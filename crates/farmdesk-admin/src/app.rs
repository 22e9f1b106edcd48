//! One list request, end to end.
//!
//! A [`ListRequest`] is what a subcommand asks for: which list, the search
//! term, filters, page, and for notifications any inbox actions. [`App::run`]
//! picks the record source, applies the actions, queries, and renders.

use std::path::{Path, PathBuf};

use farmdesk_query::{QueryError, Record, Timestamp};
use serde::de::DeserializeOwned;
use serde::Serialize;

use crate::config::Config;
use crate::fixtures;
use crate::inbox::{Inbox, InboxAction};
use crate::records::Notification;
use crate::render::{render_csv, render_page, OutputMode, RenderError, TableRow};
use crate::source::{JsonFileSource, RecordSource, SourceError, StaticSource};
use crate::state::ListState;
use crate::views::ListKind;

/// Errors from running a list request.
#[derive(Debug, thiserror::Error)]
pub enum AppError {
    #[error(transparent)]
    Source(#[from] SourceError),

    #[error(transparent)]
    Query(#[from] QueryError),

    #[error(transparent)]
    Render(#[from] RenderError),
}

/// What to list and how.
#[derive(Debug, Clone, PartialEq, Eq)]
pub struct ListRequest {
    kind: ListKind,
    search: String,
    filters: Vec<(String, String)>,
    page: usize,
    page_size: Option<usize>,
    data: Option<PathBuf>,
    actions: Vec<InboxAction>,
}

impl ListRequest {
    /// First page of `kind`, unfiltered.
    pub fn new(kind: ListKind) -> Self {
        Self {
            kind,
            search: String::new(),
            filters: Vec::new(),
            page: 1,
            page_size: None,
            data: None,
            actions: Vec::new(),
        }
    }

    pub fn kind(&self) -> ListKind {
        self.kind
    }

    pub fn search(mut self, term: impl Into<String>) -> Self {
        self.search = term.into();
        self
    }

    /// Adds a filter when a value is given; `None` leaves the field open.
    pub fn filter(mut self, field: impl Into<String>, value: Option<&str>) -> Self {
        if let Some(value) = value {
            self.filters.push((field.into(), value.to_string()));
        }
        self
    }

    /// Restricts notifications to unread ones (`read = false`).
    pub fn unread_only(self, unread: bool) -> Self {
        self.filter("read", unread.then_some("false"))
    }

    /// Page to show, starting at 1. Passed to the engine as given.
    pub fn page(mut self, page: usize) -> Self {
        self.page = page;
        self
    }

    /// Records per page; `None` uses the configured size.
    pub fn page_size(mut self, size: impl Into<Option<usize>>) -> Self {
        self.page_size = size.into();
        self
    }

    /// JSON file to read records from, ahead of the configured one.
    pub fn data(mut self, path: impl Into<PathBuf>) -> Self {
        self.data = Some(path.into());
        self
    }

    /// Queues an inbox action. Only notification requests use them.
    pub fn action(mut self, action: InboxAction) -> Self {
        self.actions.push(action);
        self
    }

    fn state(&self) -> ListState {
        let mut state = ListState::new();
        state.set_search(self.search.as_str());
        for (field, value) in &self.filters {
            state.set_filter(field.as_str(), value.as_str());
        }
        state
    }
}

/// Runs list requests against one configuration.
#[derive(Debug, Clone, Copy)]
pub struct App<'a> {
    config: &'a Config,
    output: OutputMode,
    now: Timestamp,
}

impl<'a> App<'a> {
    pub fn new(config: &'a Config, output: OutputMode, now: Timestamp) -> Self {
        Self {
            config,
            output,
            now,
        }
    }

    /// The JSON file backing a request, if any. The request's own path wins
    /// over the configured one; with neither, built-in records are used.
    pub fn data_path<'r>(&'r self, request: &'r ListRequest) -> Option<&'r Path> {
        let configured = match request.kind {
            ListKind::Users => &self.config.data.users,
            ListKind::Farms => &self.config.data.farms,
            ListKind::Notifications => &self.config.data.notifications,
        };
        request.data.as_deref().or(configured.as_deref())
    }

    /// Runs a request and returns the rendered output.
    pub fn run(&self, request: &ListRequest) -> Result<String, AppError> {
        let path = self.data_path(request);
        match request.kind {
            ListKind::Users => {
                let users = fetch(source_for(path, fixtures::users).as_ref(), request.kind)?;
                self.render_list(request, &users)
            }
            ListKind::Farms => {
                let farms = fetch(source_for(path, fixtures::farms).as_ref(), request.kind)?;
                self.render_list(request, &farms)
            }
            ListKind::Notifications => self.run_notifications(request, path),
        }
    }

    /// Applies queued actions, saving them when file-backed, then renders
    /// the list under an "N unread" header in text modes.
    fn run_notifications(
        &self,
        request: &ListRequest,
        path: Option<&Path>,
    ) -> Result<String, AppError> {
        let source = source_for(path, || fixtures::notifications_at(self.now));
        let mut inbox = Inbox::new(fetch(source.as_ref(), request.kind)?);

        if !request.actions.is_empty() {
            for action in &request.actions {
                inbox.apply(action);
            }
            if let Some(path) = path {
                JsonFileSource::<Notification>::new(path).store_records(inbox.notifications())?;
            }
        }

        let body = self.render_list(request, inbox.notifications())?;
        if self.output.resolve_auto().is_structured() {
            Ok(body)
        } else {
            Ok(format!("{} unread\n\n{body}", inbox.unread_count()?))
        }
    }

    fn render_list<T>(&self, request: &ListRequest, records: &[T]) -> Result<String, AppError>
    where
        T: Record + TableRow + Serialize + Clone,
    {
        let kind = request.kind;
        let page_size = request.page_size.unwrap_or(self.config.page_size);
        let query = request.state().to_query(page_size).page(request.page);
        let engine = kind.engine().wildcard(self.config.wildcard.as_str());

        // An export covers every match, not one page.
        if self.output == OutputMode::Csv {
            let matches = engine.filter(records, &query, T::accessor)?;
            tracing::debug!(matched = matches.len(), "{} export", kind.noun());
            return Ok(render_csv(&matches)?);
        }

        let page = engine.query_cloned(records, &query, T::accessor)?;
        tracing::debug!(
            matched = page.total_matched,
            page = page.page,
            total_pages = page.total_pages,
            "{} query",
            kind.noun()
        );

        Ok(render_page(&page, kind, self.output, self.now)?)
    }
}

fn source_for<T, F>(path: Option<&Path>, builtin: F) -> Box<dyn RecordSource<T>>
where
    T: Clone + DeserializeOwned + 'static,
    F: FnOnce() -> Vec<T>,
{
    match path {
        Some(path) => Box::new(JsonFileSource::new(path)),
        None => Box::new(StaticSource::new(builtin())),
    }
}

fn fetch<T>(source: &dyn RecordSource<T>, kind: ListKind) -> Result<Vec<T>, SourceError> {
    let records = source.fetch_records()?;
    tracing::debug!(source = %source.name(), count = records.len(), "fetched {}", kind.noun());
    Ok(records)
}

________________________________________

> _Problem statement_
Copy each line of the records that contains the word "when".

> _Task result_
    /// Adds a filter when a value is given; `None` leaves the field open.
    /// Applies queued actions, saving them when file-backed, then renders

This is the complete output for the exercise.